En outre, sur les moteurs et les batteries électriques, "la quasi-totalité de la capacité (mondiale) est en Chine, et ça s'accentue d'année en année", selon Laurent Petizon, spécialiste du secteur automobile chez AlixPartners. Selon lui, "cela pose un vrai problème à l'industrie européenne", les groupes moto-propulseurs sur lesquels ces constructeurs ont aujourd'hui la mainmise représentant 35% de la valeur ajoutée d'un véhicule. L'ère des moteurs thermiques "prendra vraiment fin lorsque la Chine sera certaine que ses constructeurs sont capables de commercialiser ce que (les autorités) veulent voir rouler", prédit Bill Russo.

 

Pas forcément une bonne nouvelle pour l'environnement

 

De façon assez paradoxale, cette annonce ne constitue pas forcément une bonne nouvelle pour l'environnement. Certes, les piétons et cyclistes évoluant dans les métropoles chinoises gagneraient à ne plus respirer les gaz d'échappement des véhicules thermiques.

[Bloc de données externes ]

//! Record persistence layer: one pretty-printed JSON document per record.

use std::fs::{self, File};
use std::io::Write;
use std::path::{Path, PathBuf};

use fs2::FileExt;
use tracing::debug;

use super::SpecRegistry;
use crate::error::{Result, SpecError};
use crate::record::{SpecId, SpecificationRecord};

/// Temporary file suffix for atomic writes.
const TMP_SUFFIX: &str = ".tmp";

/// Lock file guarding the whole directory.
const LOCK_FILE: &str = ".specs.lock";

/// Stores records as `<dir>/NNN-slug.json`.
#[derive(Debug, Clone)]
pub struct RecordStore {
    dir: PathBuf,
}

impl RecordStore {
    /// Creates a store rooted at `dir`.
    #[must_use]
    pub fn new(dir: impl AsRef<Path>) -> Self {
        Self {
            dir: dir.as_ref().to_path_buf(),
        }
    }

    /// Directory the documents live in.
    #[must_use]
    pub fn dir(&self) -> &Path {
        &self.dir
    }

    /// Returns the document path for a record.
    #[must_use]
    pub fn path_for(&self, id: &SpecId) -> PathBuf {
        self.dir.join(format!("{id}.json"))
    }

    fn lock(&self, exclusive: bool) -> Result<File> {
        fs::create_dir_all(&self.dir)?;
        let lock_file = File::create(self.dir.join(LOCK_FILE))?;
        let locked = if exclusive {
            FileExt::lock_exclusive(&lock_file)
        } else {
            FileExt::lock_shared(&lock_file)
        };
        locked.map_err(|e| {
            SpecError::Other(anyhow::anyhow!("Failed to acquire record lock: {e}"))
        })?;
        Ok(lock_file)
    }

    /// Saves one record atomically.
    ///
    /// # Errors
    ///
    /// Returns an error if the document cannot be written.
    pub fn save(&self, record: &SpecificationRecord) -> Result<()> {
        let _lock = self.lock(true)?;
        self.write_document(record)
    }

    /// Saves every record in `registry`.
    ///
    /// # Errors
    ///
    /// Returns an error if any document cannot be written.
    pub fn save_all(&self, registry: &SpecRegistry) -> Result<()> {
        let _lock = self.lock(true)?;
        for record in registry.iter() {
            self.write_document(record)?;
        }
        Ok(())
    }

    /// Read-modify-write against the documents on disk.
    ///
    /// Under the exclusive directory lock, reloads every record, runs `f` on
    /// the fresh registry, and writes each record `f` added or changed. The
    /// fresh registry is returned alongside `f`'s value.
    ///
    /// # Errors
    ///
    /// Returns whatever `f` returns (nothing is written then), a
    /// [`SpecError::Validation`] if a new record would overwrite an existing
    /// document or break the lineage graph, or a storage error.
    pub fn transact<T>(
        &self,
        f: impl FnOnce(&mut SpecRegistry) -> Result<T>,
    ) -> Result<(T, SpecRegistry)> {
        let _lock = self.lock(true)?;
        let before = self.read_all()?;
        let mut registry = before.clone();
        let value = f(&mut registry)?;
        registry.validate_graph()?;

        for record in registry.iter() {
            match before.get(&record.id) {
                Ok(old) if old == record => continue,
                Ok(_) => {}
                Err(_) if self.path_for(&record.id).exists() => {
                    return Err(SpecError::validation(format!(
                        "Refusing to overwrite existing document for {}",
                        record.id
                    )));
                }
                Err(_) => {}
            }
            self.write_document(record)?;
        }
        Ok((value, registry))
    }

    fn write_document(&self, record: &SpecificationRecord) -> Result<()> {
        let path = self.path_for(&record.id);
        let tmp_path = self.dir.join(format!("{}.json{TMP_SUFFIX}", record.id));
        let json = serde_json::to_string_pretty(record)?;

        let mut tmp_file = File::create(&tmp_path)?;
        tmp_file.write_all(json.as_bytes())?;
        tmp_file.sync_all()?;
        fs::rename(&tmp_path, &path)?;

        debug!(spec = %record.id, path = %path.display(), "Saved record");
        Ok(())
    }

    /// Loads one document.
    ///
    /// # Errors
    ///
    /// - [`SpecError::NotFound`] if no document exists for `id`
    /// - [`SpecError::Validation`] if the document is malformed
    pub fn load(&self, id: &SpecId) -> Result<SpecificationRecord> {
        let path = self.path_for(id);
        if !path.exists() {
            return Err(SpecError::not_found("record", id));
        }
        let _lock = self.lock(false)?;
        read_document(&path)
    }

    /// Loads every document into a registry and validates the lineage graph.
    ///
    /// A missing directory yields an empty registry.
    ///
    /// # Errors
    ///
    /// Returns [`SpecError::Validation`] for any malformed document, a file
    /// name that does not match its record id, or a broken lineage graph.
    pub fn load_all(&self) -> Result<SpecRegistry> {
        if !self.dir.exists() {
            return Ok(SpecRegistry::new());
        }
        let _lock = self.lock(false)?;
        self.read_all()
    }

    fn read_all(&self) -> Result<SpecRegistry> {
        let mut registry = SpecRegistry::new();
        if !self.dir.exists() {
            return Ok(registry);
        }

        let mut paths: Vec<PathBuf> = fs::read_dir(&self.dir)?
            .filter_map(|entry| entry.ok().map(|e| e.path()))
            .filter(|p| p.extension().is_some_and(|ext| ext == "json"))
            .collect();
        paths.sort();

        for path in paths {
            let record = read_document(&path)?;
            let expected = format!("{}.json", record.id);
            if path.file_name().and_then(|n| n.to_str()) != Some(expected.as_str()) {
                return Err(SpecError::validation(format!(
                    "{} holds record {}",
                    path.display(),
                    record.id
                )));
            }
            registry.insert_loaded(record)?;
        }

        registry.validate_graph()?;
        debug!(count = registry.len(), dir = %self.dir.display(), "Loaded records");
        Ok(registry)
    }
}

fn read_document(path: &Path) -> Result<SpecificationRecord> {
    let contents = fs::read_to_string(path)?;
    let record: SpecificationRecord = serde_json::from_str(&contents).map_err(|e| {
        SpecError::validation(format!("Invalid record document {}: {e}", path.display()))
    })?;
    record.validate()?;
    Ok(record)
}
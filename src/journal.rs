//! Append-only journal of record transitions.
//!
//! Every status change of every record is appended to a JSONL file as a
//! hash-chained entry, so the history of a project can be reconstructed and
//! tampering detected after the fact.
//!
//! - Each entry carries the SHA-256 of its own fields and of its predecessor
//! - The first entry chains to a fixed genesis hash
//! - [`TransitionJournal::verify`] walks the whole chain
//!
//! # Example
//!
//! ```rust,ignore
//! use specflow::journal::TransitionJournal;
//!
//! let journal = TransitionJournal::new(".specflow/journal.jsonl");
//! journal.append(&record.id, &record.history[0])?;
//! assert!(journal.verify()?.is_valid);
//! ```

use std::fs::{self, File, OpenOptions};
use std::io::{BufRead, BufReader, Write};
use std::path::{Path, PathBuf};

use chrono::{DateTime, Utc};
use fs2::FileExt;
use serde::{Deserialize, Serialize};
use sha2::{Digest, Sha256};
use tracing::debug;

use crate::error::{Result, SpecError};
use crate::record::{SpecId, SpecStatus, StatusTransition};

/// Seed for the hash the first entry chains to.
const GENESIS_SEED: &str = "specflow-journal-genesis-v1";

// ============================================================================
// Entries
// ============================================================================

/// One journaled transition.
#[derive(Debug, Clone, PartialEq, Eq, Serialize, Deserialize)]
pub struct JournalEntry {
    /// Position in the journal, from 0
    pub sequence: u64,
    /// When the transition happened
    pub timestamp: DateTime<Utc>,
    /// Record that transitioned
    pub spec: String,
    /// State before
    pub from: SpecStatus,
    /// State after
    pub to: SpecStatus,
    /// Reason given for the transition
    #[serde(default, skip_serializing_if = "Option::is_none")]
    pub reason: Option<String>,
    /// Hash of the previous entry (hex)
    pub previous_hash: String,
    /// Hash of this entry's other fields (hex)
    pub hash: String,
}

impl JournalEntry {
    /// Hash over every field except `hash`.
    ///
    /// Each variable-length field is prefixed with its length, so moving
    /// bytes from one field into its neighbour changes the hash.
    #[must_use]
    pub fn compute_hash(&self) -> String {
        fn field(hasher: &mut Sha256, bytes: &[u8]) {
            hasher.update((bytes.len() as u64).to_le_bytes());
            hasher.update(bytes);
        }

        let mut hasher = Sha256::new();
        hasher.update(self.sequence.to_le_bytes());
        field(&mut hasher, self.timestamp.to_rfc3339().as_bytes());
        field(&mut hasher, self.spec.as_bytes());
        field(&mut hasher, self.from.to_string().as_bytes());
        field(&mut hasher, self.to.to_string().as_bytes());
        match &self.reason {
            Some(reason) => {
                hasher.update([1u8]);
                field(&mut hasher, reason.as_bytes());
            }
            None => hasher.update([0u8]),
        }
        field(&mut hasher, self.previous_hash.as_bytes());
        hex::encode(hasher.finalize())
    }

    /// Whether the stored hash matches the contents.
    #[must_use]
    pub fn verify_hash(&self) -> bool {
        self.hash == self.compute_hash()
    }
}

/// Result of walking the chain.
#[derive(Debug, Clone, PartialEq, Eq)]
pub struct JournalVerification {
    /// Whether the whole chain checked out
    pub is_valid: bool,
    /// Entries checked before stopping
    pub entries_verified: u64,
    /// Sequence of the first bad entry
    pub first_invalid_entry: Option<u64>,
    /// What was wrong with it
    pub error_description: Option<String>,
}

impl JournalVerification {
    fn valid(entries_verified: u64) -> Self {
        Self {
            is_valid: true,
            entries_verified,
            first_invalid_entry: None,
            error_description: None,
        }
    }

    fn invalid(entries_verified: u64, entry: u64, error: impl Into<String>) -> Self {
        Self {
            is_valid: false,
            entries_verified,
            first_invalid_entry: Some(entry),
            error_description: Some(error.into()),
        }
    }
}

// ============================================================================
// Journal
// ============================================================================

/// Hash-chained JSONL journal at a fixed path.
#[derive(Debug, Clone)]
pub struct TransitionJournal {
    path: PathBuf,
}

impl TransitionJournal {
    /// Journal stored at `path`. The file is created on first append.
    #[must_use]
    pub fn new(path: impl AsRef<Path>) -> Self {
        Self {
            path: path.as_ref().to_path_buf(),
        }
    }

    /// Path of the journal file.
    #[must_use]
    pub fn path(&self) -> &Path {
        &self.path
    }

    /// Append one transition of `spec`.
    ///
    /// # Errors
    ///
    /// Returns an error if the journal cannot be read or written.
    pub fn append(&self, spec: &SpecId, transition: &StatusTransition) -> Result<JournalEntry> {
        let mut entries = self.append_all(spec, std::slice::from_ref(transition))?;
        entries
            .pop()
            .ok_or_else(|| SpecError::Other(anyhow::anyhow!("journal append wrote nothing")))
    }

    /// Append several transitions of `spec` in order, under one file lock.
    ///
    /// # Errors
    ///
    /// Returns an error if the journal cannot be read or written.
    pub fn append_all(
        &self,
        spec: &SpecId,
        transitions: &[StatusTransition],
    ) -> Result<Vec<JournalEntry>> {
        if transitions.is_empty() {
            return Ok(Vec::new());
        }
        if let Some(parent) = self.path.parent() {
            fs::create_dir_all(parent)?;
        }

        let mut file = OpenOptions::new()
            .create(true)
            .append(true)
            .read(true)
            .open(&self.path)?;
        FileExt::lock_exclusive(&file).map_err(|e| {
            SpecError::Other(anyhow::anyhow!("Failed to lock journal: {e}"))
        })?;

        let existing = self.entries()?;
        let mut sequence = existing.last().map_or(0, |e| e.sequence + 1);
        let mut previous_hash = existing
            .last()
            .map_or_else(genesis_hash, |e| e.hash.clone());

        let mut written = Vec::with_capacity(transitions.len());
        for transition in transitions {
            let mut entry = JournalEntry {
                sequence,
                timestamp: transition.timestamp,
                spec: spec.to_string(),
                from: transition.from,
                to: transition.to,
                reason: transition.reason.clone(),
                previous_hash,
                hash: String::new(),
            };
            entry.hash = entry.compute_hash();
            writeln!(file, "{}", serde_json::to_string(&entry)?)?;

            debug!(
                sequence,
                spec = %spec,
                from = %entry.from,
                to = %entry.to,
                "Journaled transition"
            );
            previous_hash = entry.hash.clone();
            sequence += 1;
            written.push(entry);
        }
        file.sync_all()?;
        FileExt::unlock(&file)?;

        Ok(written)
    }

    /// All entries, in order.
    ///
    /// # Errors
    ///
    /// Returns an error if the file cannot be read or a line does not parse.
    pub fn entries(&self) -> Result<Vec<JournalEntry>> {
        let file = match File::open(&self.path) {
            Ok(f) => f,
            Err(e) if e.kind() == std::io::ErrorKind::NotFound => return Ok(Vec::new()),
            Err(e) => return Err(e.into()),
        };

        let mut entries = Vec::new();
        for (line_num, line) in BufReader::new(file).lines().enumerate() {
            let line = line?;
            if line.trim().is_empty() {
                continue;
            }
            let entry: JournalEntry = serde_json::from_str(&line).map_err(|e| {
                SpecError::validation(format!(
                    "Failed to parse journal entry at line {}: {e}",
                    line_num + 1
                ))
            })?;
            entries.push(entry);
        }
        Ok(entries)
    }

    /// Entries for one record, in order.
    ///
    /// # Errors
    ///
    /// Same as [`TransitionJournal::entries`].
    pub fn entries_for(&self, spec: &SpecId) -> Result<Vec<JournalEntry>> {
        let id = spec.to_string();
        Ok(self
            .entries()?
            .into_iter()
            .filter(|e| e.spec == id)
            .collect())
    }

    /// Walk the chain and report the first inconsistency.
    ///
    /// # Errors
    ///
    /// Returns an error if the journal cannot be read.
    pub fn verify(&self) -> Result<JournalVerification> {
        let entries = self.entries()?;
        let genesis = genesis_hash();

        for (i, entry) in entries.iter().enumerate() {
            let index = i as u64;
            if entry.sequence != index {
                return Ok(JournalVerification::invalid(
                    index,
                    entry.sequence,
                    format!("Sequence mismatch: expected {i}, got {}", entry.sequence),
                ));
            }
            if !entry.verify_hash() {
                return Ok(JournalVerification::invalid(
                    index,
                    entry.sequence,
                    "Entry hash verification failed",
                ));
            }
            let expected_previous = if i == 0 { &genesis } else { &entries[i - 1].hash };
            if &entry.previous_hash != expected_previous {
                return Ok(JournalVerification::invalid(
                    index,
                    entry.sequence,
                    "Chain hash mismatch: previous_hash doesn't match",
                ));
            }
        }

        Ok(JournalVerification::valid(entries.len() as u64))
    }
}

fn genesis_hash() -> String {
    let mut hasher = Sha256::new();
    hasher.update(GENESIS_SEED.as_bytes());
    hex::encode(hasher.finalize())
}

#[cfg(test)]
mod tests {
    use super::*;
    use tempfile::TempDir;

    fn spec() -> SpecId {
        SpecId::new(1, "login").unwrap()
    }

    fn journal(dir: &TempDir) -> TransitionJournal {
        TransitionJournal::new(dir.path().join(".specflow/journal.jsonl"))
    }

    fn lifecycle() -> Vec<StatusTransition> {
        vec![
            StatusTransition::new(SpecStatus::Drafting, SpecStatus::Reviewed, Some("go".into())),
            StatusTransition::new(SpecStatus::Reviewed, SpecStatus::Implementing, None),
            StatusTransition::new(SpecStatus::Implementing, SpecStatus::Verifying, None),
        ]
    }

    #[test]
    fn test_empty_journal_is_valid() {
        let dir = TempDir::new().unwrap();
        let result = journal(&dir).verify().unwrap();
        assert!(result.is_valid);
        assert_eq!(result.entries_verified, 0);
    }

    #[test]
    fn test_entries_form_a_chain() {
        let dir = TempDir::new().unwrap();
        let journal = journal(&dir);
        journal.append_all(&spec(), &lifecycle()).unwrap();
        journal
            .append(
                &SpecId::new(2, "billing").unwrap(),
                &StatusTransition::new(SpecStatus::Drafting, SpecStatus::Blocked, None),
            )
            .unwrap();

        let entries = journal.entries().unwrap();
        assert_eq!(entries.len(), 4);
        assert_eq!(entries[0].previous_hash, genesis_hash());
        for pair in entries.windows(2) {
            assert_eq!(pair[1].previous_hash, pair[0].hash);
            assert_eq!(pair[1].sequence, pair[0].sequence + 1);
        }
        assert_eq!(journal.entries_for(&spec()).unwrap().len(), 3);
        assert!(journal.verify().unwrap().is_valid);
    }

    #[test]
    fn test_tampered_entry_is_detected() {
        let dir = TempDir::new().unwrap();
        let journal = journal(&dir);
        journal.append_all(&spec(), &lifecycle()).unwrap();

        let content = fs::read_to_string(journal.path()).unwrap();
        let tampered = content.replacen("\"Verifying\"", "\"Completed\"", 1);
        fs::write(journal.path(), tampered).unwrap();

        let result = journal.verify().unwrap();
        assert!(!result.is_valid);
        assert_eq!(result.first_invalid_entry, Some(2));
    }

    #[test]
    fn test_broken_chain_is_detected() {
        let dir = TempDir::new().unwrap();
        let journal = journal(&dir);
        journal.append_all(&spec(), &lifecycle()).unwrap();

        let content = fs::read_to_string(journal.path()).unwrap();
        let lines: Vec<&str> = content.lines().collect();
        let mut entry: JournalEntry = serde_json::from_str(lines[1]).unwrap();
        entry.previous_hash = "0".repeat(64);
        entry.hash = entry.compute_hash();
        let rewritten = format!(
            "{}\n{}\n{}\n",
            lines[0],
            serde_json::to_string(&entry).unwrap(),
            lines[2]
        );
        fs::write(journal.path(), rewritten).unwrap();

        let result = journal.verify().unwrap();
        assert!(!result.is_valid);
        assert!(result.error_description.unwrap().contains("Chain hash"));
    }

    #[test]
    fn test_shifting_bytes_between_fields_changes_hash() {
        let dir = TempDir::new().unwrap();
        let journal = journal(&dir);
        journal.append_all(&spec(), &lifecycle()).unwrap();
        let original = journal.entries().unwrap().remove(1);

        let mut shifted = original.clone();
        shifted.reason = Some("a".to_string());
        shifted.previous_hash = format!("a{}", original.previous_hash);
        let mut moved = original.clone();
        moved.reason = Some("aa".to_string());
        moved.previous_hash = original.previous_hash.clone();
        assert_ne!(shifted.compute_hash(), moved.compute_hash());

        let mut empty_reason = original.clone();
        empty_reason.reason = Some(String::new());
        assert_eq!(original.reason, None);
        assert_ne!(empty_reason.compute_hash(), original.compute_hash());
    }

    #[test]
    fn test_dropped_entry_breaks_sequence() {
        let dir = TempDir::new().unwrap();
        let journal = journal(&dir);
        journal.append_all(&spec(), &lifecycle()).unwrap();

        let content = fs::read_to_string(journal.path()).unwrap();
        let kept: Vec<&str> = content.lines().filter(|l| !l.contains("\"sequence\":1")).collect();
        fs::write(journal.path(), kept.join("\n")).unwrap();

        let result = journal.verify().unwrap();
        assert!(!result.is_valid);
        assert_eq!(result.first_invalid_entry, Some(2));
    }
}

Mais en matière d'émissions de gaz carbonique, le bilan carbone d'une voiture électrique dépend de la "propreté" de l'approvisionnement. Or, dans le cas de la Chine, seule 11% de la production de courant provient d'énergies à faibles émissions (nucléaire compris), le solde étant issu de centrales thermiques, notamment à charbon.

 

L'objectif officiel de Pékin est de passer à 20% d'énergies à faibles émissions d'ici à 2030. En France, où l'on a misé sur le nucléaire (75% de l'approvisionnement), faire passer tout le parc automobile à l'électrique – un défi pour l'infrastructure – se traduirait théoriquement par une baisse des émissions de gaz carbonique. Se pose aussi la question de l'empreinte écologique des batteries, tant du point de vue de l'extraction du lithium actuellement nécessaire à leur composition que du recyclage de leurs éléments complexes et toxiques.